부산대학교 도서관

The aim was to further validate the electrocardiographic imaging method we introduced previously — involving inverse calculation of heart-surface potential distributions from the 12-lead ECG — by comparison with data provided by single photon emission computed tomography (SPECT). To perform the electrocardiographic inverse solution, we used a torso model with 352 body-surface and 202 heart-surface nodes. Coefficients for estimating 352 body-surface potentials from 12-lead ECG were developed from the design set (n = 892) of body-surface potential mapping (BSPM) data. The test set consisted of 12-lead ECGs of 31 patients from the STAFF III dataset (Duke University Medical Center; Lund University) who underwent elective percutaneous coronary intervention (PCI) of the LAD (n = 8), LCx (n = 5), or the RCA (n = 18) and had SPECT performed.
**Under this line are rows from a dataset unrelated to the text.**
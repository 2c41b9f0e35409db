//! Fixed-layout structures crossing the driver boundary
//!
//! These structs are shared memory layouts between this crate and the
//! native driver: field order and `#[repr(C)]` are part of the contract
//! and must not be rearranged. They derive the zerocopy marker traits so
//! output arrays can be allocated zeroed without `unsafe`.

use zerocopy::{FromBytes, FromZeros, Immutable, IntoBytes, KnownLayout};

/// Maximum entry-name length the driver will report.
pub const NAME_MAX: usize = 256;

/// `valid` mask bit: apply `mode`.
pub const ATTR_MODE: u32 = 1 << 0;
/// `valid` mask bit: apply `uid`.
pub const ATTR_UID: u32 = 1 << 1;
/// `valid` mask bit: apply `gid`.
pub const ATTR_GID: u32 = 1 << 2;
/// `valid` mask bit: apply `mtime`.
pub const ATTR_MTIME: u32 = 1 << 3;
/// `valid` mask bit: apply `atime`.
pub const ATTR_ATIME: u32 = 1 << 4;
/// `valid` mask bit: apply `size` (truncate).
pub const ATTR_SIZE: u32 = 1 << 5;

/// Attribute record exchanged with the driver.
///
/// On a stat or listing result all fields are populated and `valid` is
/// advisory. On a setattr call the driver applies only the fields whose
/// bit is set in `valid`; everything else in the struct is ignored.
/// Timestamps are seconds since the Unix epoch. `name` holds `name_len`
/// bytes of UTF-8, not NUL-terminated.
///
/// Field order is fixed: ino, size, ctime, mtime, atime, mode, uid, gid,
/// valid, name_len, pad, name.
#[derive(Clone, Copy, FromBytes, IntoBytes, KnownLayout, Immutable)]
#[repr(C)]
pub struct StatInfo {
    pub ino: u64,
    pub size: u64,
    pub ctime: i64,
    pub mtime: i64,
    pub atime: i64,
    pub mode: u32,
    pub uid: u32,
    pub gid: u32,
    pub valid: u32,
    pub name_len: u32,
    _pad: u32,
    pub name: [u8; NAME_MAX],
}

impl StatInfo {
    /// A fully zeroed record: empty mask, empty name. The starting point
    /// for every setattr call and every driver output slot.
    pub fn zeroed() -> Self {
        Self::new_zeroed()
    }

    /// Decode the entry name from its reported length (never a NUL scan).
    pub fn name_str(&self) -> Result<&str, std::str::Utf8Error> {
        let len = (self.name_len as usize).min(NAME_MAX);
        std::str::from_utf8(&self.name[..len])
    }

    /// Store an entry name, truncated to [`NAME_MAX`] bytes.
    pub fn set_name(&mut self, name: &str) {
        let bytes = name.as_bytes();
        let len = bytes.len().min(NAME_MAX);
        self.name[..len].copy_from_slice(&bytes[..len]);
        self.name_len = len as u32;
    }
}

impl std::fmt::Debug for StatInfo {
    fn fmt(&self, f: &mut std::fmt::Formatter<'_>) -> std::fmt::Result {
        let len = (self.name_len as usize).min(NAME_MAX);
        f.debug_struct("StatInfo")
            .field("ino", &self.ino)
            .field("size", &self.size)
            .field("ctime", &self.ctime)
            .field("mtime", &self.mtime)
            .field("atime", &self.atime)
            .field("mode", &format_args!("{:#o}", self.mode))
            .field("uid", &self.uid)
            .field("gid", &self.gid)
            .field("valid", &format_args!("{:#b}", self.valid))
            .field("name", &String::from_utf8_lossy(&self.name[..len]))
            .finish()
    }
}

/// Result of an `open` call: the descriptor plus open metadata.
///
/// Field order is fixed: fd, size, pos.
#[derive(Debug, Clone, Copy, FromBytes, IntoBytes, KnownLayout, Immutable)]
#[repr(C)]
pub struct OpenResult {
    /// Descriptor for subsequent I/O, scoped to the issuing session.
    pub fd: i64,
    /// File size at open time.
    pub size: u64,
    /// Initial position (end of file when opened for append).
    pub pos: u64,
}

/// Result of a `countdir` call: the directory inode and its child count.
///
/// Field order is fixed: inode, num, pad.
#[derive(Debug, Clone, Copy, FromBytes, IntoBytes, KnownLayout, Immutable)]
#[repr(C)]
pub struct CountDirResult {
    pub inode: u64,
    pub num: u32,
    _pad: u32,
}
BSPM distributions at J point were estimated from the 12-lead ECG and used to calculate bull's-eye displays of heart-surface potentials. The latter displays were found to have the area of positive potentials corresponding in all but 2 cases with the underperfused territory indicated by SPECT. For the LAD and LCx groups all ECG-derived bull's-eye images featured positive potentials in the expected territory and were consistent with SPECT images; for the RCA group 13/18 ECG-derived bull's-eye images indicated the expected territory, but 3/5 of “misclassified” cases were consistent with SPECT images. Therefore, our findings suggest that electro-cardiographic imaging based on just the 12-lead ECG might yield estimates of myocardial ischemic regions that are consistent with those provided by SPECT.